Instructions for the task. Repeat exactly the lines from the start of the records below through the line that contains "pub const MAX_SIZE: usize = 1512 * 1024;", including both.

Records supplied.

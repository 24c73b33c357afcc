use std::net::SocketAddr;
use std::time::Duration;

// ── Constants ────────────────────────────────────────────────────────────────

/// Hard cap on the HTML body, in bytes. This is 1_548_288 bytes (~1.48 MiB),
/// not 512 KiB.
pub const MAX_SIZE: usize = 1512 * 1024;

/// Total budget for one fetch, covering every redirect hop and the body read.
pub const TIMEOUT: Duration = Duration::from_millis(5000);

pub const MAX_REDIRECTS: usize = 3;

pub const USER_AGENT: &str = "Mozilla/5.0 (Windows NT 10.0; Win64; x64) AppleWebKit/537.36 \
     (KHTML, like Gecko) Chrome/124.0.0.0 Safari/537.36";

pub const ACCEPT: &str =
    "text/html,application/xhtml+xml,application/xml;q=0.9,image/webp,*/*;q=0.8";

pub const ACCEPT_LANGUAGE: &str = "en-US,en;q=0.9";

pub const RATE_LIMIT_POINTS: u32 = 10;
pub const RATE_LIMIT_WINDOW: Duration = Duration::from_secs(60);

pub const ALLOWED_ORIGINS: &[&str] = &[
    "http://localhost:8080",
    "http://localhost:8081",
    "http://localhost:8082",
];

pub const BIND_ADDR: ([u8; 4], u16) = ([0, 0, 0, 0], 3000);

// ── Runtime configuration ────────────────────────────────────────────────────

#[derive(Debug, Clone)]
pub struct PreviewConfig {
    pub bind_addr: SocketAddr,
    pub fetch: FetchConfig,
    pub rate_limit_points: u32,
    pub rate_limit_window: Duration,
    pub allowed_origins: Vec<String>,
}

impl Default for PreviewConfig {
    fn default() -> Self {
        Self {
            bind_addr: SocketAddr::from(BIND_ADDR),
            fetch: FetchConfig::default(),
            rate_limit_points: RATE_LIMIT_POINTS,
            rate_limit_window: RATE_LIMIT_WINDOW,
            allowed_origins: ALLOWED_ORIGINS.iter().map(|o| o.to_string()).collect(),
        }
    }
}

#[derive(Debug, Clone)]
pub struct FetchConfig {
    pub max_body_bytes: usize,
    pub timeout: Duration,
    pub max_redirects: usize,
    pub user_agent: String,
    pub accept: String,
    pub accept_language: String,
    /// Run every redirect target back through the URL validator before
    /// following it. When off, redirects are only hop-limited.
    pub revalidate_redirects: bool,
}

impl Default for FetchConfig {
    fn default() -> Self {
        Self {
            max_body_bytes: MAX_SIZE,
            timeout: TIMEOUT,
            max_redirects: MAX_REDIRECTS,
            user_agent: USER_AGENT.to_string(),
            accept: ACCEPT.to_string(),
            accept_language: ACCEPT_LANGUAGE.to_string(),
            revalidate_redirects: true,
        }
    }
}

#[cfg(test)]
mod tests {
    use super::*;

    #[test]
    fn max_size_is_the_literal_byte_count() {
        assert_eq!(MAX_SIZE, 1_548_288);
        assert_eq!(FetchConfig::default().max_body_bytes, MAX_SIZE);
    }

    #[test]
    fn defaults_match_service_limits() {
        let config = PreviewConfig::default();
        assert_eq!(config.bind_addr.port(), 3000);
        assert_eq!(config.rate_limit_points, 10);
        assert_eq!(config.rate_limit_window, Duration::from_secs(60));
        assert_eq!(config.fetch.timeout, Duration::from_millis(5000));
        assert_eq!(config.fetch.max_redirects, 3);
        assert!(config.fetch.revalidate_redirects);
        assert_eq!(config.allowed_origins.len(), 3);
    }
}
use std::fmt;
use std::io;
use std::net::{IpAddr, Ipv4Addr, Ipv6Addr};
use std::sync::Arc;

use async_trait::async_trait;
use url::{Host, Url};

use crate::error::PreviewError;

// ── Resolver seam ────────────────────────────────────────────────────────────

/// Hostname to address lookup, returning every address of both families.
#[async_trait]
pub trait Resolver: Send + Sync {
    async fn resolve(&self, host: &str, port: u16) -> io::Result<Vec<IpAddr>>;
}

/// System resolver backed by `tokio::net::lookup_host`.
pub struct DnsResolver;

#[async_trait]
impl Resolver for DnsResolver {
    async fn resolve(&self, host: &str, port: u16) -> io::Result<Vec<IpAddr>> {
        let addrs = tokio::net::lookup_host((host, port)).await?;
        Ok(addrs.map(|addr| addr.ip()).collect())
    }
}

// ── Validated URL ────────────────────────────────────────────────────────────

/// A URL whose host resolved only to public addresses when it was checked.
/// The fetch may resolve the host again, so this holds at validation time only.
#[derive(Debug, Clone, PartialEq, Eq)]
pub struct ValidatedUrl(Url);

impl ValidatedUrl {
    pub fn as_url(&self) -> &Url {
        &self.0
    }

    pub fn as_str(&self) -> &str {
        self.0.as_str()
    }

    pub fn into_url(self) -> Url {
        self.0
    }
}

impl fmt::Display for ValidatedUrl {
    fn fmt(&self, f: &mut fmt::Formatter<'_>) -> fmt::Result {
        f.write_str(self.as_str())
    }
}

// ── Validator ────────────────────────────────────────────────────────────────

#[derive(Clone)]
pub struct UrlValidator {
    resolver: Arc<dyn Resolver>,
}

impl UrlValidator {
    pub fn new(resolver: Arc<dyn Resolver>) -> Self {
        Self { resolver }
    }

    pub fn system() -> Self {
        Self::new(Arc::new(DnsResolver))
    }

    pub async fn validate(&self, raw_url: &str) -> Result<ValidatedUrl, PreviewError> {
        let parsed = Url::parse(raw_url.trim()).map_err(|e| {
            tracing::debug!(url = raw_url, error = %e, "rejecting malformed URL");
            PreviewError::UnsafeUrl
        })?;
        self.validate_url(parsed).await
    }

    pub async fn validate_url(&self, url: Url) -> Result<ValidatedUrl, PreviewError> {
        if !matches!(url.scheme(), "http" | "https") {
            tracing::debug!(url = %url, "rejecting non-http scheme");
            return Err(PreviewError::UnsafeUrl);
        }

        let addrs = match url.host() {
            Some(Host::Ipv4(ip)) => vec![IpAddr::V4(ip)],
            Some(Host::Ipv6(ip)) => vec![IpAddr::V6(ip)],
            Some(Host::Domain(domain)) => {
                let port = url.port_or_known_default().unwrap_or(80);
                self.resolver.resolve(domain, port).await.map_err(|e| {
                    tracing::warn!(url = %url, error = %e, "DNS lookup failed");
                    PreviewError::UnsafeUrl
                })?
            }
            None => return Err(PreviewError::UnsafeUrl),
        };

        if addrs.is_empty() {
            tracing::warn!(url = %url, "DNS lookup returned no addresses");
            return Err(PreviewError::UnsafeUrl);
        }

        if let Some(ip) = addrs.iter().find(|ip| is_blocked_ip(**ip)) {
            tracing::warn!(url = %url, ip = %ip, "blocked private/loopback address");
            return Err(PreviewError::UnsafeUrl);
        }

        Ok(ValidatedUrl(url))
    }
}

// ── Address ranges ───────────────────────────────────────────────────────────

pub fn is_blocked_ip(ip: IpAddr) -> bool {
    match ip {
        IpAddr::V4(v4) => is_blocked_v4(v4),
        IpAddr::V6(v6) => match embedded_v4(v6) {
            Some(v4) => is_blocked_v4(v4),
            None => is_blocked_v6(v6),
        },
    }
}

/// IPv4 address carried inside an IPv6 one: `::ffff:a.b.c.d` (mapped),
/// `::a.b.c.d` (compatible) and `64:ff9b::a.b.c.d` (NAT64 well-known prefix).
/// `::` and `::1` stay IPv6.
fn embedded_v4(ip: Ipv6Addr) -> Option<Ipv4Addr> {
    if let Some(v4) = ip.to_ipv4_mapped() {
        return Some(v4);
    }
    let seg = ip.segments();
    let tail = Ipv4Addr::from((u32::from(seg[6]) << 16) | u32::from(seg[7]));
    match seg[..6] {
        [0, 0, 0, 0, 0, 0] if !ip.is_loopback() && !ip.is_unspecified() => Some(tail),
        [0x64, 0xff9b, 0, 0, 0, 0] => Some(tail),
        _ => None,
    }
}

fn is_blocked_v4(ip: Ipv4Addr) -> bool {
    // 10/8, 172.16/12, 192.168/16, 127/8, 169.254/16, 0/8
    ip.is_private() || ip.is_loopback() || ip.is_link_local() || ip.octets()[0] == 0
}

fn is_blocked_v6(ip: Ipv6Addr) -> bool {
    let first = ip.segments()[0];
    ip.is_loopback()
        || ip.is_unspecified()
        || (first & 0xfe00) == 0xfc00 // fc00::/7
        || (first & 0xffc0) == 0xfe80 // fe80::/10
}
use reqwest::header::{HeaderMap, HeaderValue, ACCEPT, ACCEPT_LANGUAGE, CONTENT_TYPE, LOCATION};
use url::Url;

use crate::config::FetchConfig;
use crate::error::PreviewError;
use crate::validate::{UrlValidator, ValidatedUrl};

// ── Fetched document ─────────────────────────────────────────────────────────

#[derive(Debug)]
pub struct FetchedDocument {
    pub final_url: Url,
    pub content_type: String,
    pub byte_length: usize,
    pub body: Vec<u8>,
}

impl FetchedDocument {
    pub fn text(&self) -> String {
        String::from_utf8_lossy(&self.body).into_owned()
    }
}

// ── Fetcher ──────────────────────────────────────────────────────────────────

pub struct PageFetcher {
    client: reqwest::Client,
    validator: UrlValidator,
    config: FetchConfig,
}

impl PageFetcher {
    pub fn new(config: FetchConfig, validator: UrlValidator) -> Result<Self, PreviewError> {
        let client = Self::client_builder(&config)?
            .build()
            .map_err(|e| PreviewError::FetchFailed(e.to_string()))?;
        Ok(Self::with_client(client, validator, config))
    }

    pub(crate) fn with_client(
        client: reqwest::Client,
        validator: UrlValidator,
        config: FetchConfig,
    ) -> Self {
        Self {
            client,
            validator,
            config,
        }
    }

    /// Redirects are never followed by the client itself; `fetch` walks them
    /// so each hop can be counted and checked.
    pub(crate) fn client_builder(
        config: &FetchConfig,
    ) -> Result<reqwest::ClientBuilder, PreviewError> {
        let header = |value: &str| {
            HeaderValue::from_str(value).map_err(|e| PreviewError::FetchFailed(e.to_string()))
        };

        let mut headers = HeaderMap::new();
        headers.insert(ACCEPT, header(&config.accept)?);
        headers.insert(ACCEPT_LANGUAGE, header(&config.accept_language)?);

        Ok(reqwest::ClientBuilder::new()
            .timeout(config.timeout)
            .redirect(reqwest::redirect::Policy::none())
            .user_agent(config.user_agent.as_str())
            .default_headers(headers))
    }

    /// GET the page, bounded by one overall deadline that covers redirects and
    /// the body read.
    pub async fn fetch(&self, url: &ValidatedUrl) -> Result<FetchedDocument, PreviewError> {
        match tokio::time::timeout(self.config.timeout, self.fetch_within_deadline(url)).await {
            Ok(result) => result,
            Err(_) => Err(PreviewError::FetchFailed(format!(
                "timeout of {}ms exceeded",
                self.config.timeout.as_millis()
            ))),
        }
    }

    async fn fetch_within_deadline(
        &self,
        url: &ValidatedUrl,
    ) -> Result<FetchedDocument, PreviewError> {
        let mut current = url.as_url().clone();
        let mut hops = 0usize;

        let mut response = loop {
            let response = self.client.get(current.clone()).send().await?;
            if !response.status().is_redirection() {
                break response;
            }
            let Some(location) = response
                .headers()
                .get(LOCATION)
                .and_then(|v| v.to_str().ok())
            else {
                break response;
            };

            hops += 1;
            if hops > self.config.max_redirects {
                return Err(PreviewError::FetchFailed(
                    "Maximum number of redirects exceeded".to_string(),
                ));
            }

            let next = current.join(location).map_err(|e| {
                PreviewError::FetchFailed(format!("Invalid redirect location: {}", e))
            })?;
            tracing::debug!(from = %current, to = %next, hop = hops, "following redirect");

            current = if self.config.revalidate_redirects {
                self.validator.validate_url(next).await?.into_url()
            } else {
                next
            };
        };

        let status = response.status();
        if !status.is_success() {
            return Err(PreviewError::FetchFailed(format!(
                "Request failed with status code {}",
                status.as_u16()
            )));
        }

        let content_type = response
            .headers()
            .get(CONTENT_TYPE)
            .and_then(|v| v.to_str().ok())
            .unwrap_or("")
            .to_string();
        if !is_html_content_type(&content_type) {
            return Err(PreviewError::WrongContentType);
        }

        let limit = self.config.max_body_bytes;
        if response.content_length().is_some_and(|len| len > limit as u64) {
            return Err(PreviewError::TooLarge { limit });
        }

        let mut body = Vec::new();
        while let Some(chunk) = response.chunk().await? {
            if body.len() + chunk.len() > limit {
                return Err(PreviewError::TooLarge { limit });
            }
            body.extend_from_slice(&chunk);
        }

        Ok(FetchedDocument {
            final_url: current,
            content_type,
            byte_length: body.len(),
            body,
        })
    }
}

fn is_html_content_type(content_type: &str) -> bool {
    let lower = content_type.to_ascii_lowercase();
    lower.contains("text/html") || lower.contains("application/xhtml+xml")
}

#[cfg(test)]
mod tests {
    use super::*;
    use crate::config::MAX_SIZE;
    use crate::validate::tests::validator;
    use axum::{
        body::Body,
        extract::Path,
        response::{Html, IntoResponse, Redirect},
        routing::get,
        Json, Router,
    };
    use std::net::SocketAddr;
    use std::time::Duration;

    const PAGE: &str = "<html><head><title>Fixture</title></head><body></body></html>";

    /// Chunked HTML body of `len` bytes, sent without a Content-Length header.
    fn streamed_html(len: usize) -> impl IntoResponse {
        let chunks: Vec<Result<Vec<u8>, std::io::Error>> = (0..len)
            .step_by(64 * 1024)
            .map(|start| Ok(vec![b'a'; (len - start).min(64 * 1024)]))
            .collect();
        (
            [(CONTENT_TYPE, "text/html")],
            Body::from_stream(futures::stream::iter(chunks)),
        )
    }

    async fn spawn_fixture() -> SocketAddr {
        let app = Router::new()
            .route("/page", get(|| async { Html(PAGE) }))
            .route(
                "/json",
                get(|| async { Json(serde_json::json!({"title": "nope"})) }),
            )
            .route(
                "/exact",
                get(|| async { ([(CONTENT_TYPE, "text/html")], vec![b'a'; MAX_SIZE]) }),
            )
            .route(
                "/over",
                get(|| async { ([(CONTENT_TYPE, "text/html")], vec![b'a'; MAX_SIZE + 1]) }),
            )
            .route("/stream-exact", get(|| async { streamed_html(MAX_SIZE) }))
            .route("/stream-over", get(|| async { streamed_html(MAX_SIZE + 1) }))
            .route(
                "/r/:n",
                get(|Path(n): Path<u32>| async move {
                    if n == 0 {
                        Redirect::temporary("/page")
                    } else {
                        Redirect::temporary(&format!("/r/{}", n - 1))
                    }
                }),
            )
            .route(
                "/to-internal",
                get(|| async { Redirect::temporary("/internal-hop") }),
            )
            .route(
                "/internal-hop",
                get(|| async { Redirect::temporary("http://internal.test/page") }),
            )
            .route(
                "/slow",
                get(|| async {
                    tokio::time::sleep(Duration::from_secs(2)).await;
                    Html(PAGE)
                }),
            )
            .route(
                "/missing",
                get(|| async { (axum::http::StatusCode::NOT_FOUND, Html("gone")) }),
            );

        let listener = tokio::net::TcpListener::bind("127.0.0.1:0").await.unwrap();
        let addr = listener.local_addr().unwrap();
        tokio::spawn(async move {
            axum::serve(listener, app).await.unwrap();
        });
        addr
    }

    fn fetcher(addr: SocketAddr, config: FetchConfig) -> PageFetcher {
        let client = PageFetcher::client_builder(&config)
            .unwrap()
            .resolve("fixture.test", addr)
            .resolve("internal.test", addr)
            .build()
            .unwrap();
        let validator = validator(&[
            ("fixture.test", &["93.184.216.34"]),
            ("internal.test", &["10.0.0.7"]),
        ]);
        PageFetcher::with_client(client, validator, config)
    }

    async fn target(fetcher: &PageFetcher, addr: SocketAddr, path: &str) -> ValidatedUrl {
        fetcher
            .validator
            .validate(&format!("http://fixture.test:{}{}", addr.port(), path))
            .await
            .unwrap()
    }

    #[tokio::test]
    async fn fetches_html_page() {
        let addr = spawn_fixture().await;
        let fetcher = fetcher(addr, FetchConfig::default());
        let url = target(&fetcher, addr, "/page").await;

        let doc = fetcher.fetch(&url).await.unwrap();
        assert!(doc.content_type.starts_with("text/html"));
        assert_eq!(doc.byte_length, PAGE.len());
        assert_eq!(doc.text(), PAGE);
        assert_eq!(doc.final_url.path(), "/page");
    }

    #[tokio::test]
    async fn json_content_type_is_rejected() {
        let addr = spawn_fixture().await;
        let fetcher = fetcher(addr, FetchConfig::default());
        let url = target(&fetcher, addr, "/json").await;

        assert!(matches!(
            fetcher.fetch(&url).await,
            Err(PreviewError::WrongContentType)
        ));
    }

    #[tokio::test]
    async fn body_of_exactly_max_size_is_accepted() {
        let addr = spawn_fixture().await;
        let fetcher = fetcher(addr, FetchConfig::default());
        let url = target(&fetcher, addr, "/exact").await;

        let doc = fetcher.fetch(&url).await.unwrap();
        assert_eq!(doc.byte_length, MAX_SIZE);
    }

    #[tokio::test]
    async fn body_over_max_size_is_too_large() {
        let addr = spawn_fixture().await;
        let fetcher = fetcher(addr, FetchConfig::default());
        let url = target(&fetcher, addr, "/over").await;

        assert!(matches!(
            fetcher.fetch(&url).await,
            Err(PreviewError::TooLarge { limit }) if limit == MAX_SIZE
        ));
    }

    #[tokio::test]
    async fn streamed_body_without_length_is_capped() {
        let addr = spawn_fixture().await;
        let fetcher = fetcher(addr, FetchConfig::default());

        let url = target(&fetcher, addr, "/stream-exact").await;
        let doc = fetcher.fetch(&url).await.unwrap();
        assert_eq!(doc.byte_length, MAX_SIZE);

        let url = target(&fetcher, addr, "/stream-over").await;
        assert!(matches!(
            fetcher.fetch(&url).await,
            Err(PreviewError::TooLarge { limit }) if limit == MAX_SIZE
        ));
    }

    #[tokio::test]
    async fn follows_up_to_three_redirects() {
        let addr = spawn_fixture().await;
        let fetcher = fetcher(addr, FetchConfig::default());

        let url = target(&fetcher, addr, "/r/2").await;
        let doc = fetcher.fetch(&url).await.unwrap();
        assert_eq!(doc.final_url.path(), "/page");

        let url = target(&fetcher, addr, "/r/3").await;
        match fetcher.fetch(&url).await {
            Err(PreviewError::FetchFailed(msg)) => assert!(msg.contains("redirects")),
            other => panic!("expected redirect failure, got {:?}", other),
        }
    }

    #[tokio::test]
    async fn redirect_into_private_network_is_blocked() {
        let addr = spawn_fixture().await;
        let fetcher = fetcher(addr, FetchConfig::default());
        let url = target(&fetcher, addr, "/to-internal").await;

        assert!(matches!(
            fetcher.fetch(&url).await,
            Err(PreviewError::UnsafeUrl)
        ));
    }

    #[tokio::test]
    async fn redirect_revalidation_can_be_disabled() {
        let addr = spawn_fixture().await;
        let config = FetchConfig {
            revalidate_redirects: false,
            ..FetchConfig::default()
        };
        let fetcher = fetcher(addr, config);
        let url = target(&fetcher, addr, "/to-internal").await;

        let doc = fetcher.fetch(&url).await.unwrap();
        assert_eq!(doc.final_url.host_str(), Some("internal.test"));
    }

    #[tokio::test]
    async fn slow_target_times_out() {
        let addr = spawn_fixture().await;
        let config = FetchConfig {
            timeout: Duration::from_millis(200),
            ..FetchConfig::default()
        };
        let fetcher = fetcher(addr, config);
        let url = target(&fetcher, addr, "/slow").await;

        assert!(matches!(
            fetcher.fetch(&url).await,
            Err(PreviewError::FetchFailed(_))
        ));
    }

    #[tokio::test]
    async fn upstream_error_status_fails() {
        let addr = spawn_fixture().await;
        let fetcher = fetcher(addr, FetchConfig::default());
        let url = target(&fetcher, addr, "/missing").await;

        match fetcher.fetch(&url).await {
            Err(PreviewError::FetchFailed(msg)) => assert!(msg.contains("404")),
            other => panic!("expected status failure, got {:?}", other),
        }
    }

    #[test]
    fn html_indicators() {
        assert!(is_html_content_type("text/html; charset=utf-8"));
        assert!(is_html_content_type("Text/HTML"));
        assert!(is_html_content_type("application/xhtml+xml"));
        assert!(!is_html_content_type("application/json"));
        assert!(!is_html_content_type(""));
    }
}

Solved problem.
repository 24c73b33c357afcc
use std::net::SocketAddr;
use std::time::Duration;

// ── Constants ────────────────────────────────────────────────────────────────

/// Hard cap on the HTML body, in bytes. This is 1_548_288 bytes (~1.48 MiB),
/// not 512 KiB.
pub const MAX_SIZE: usize = 1512 * 1024;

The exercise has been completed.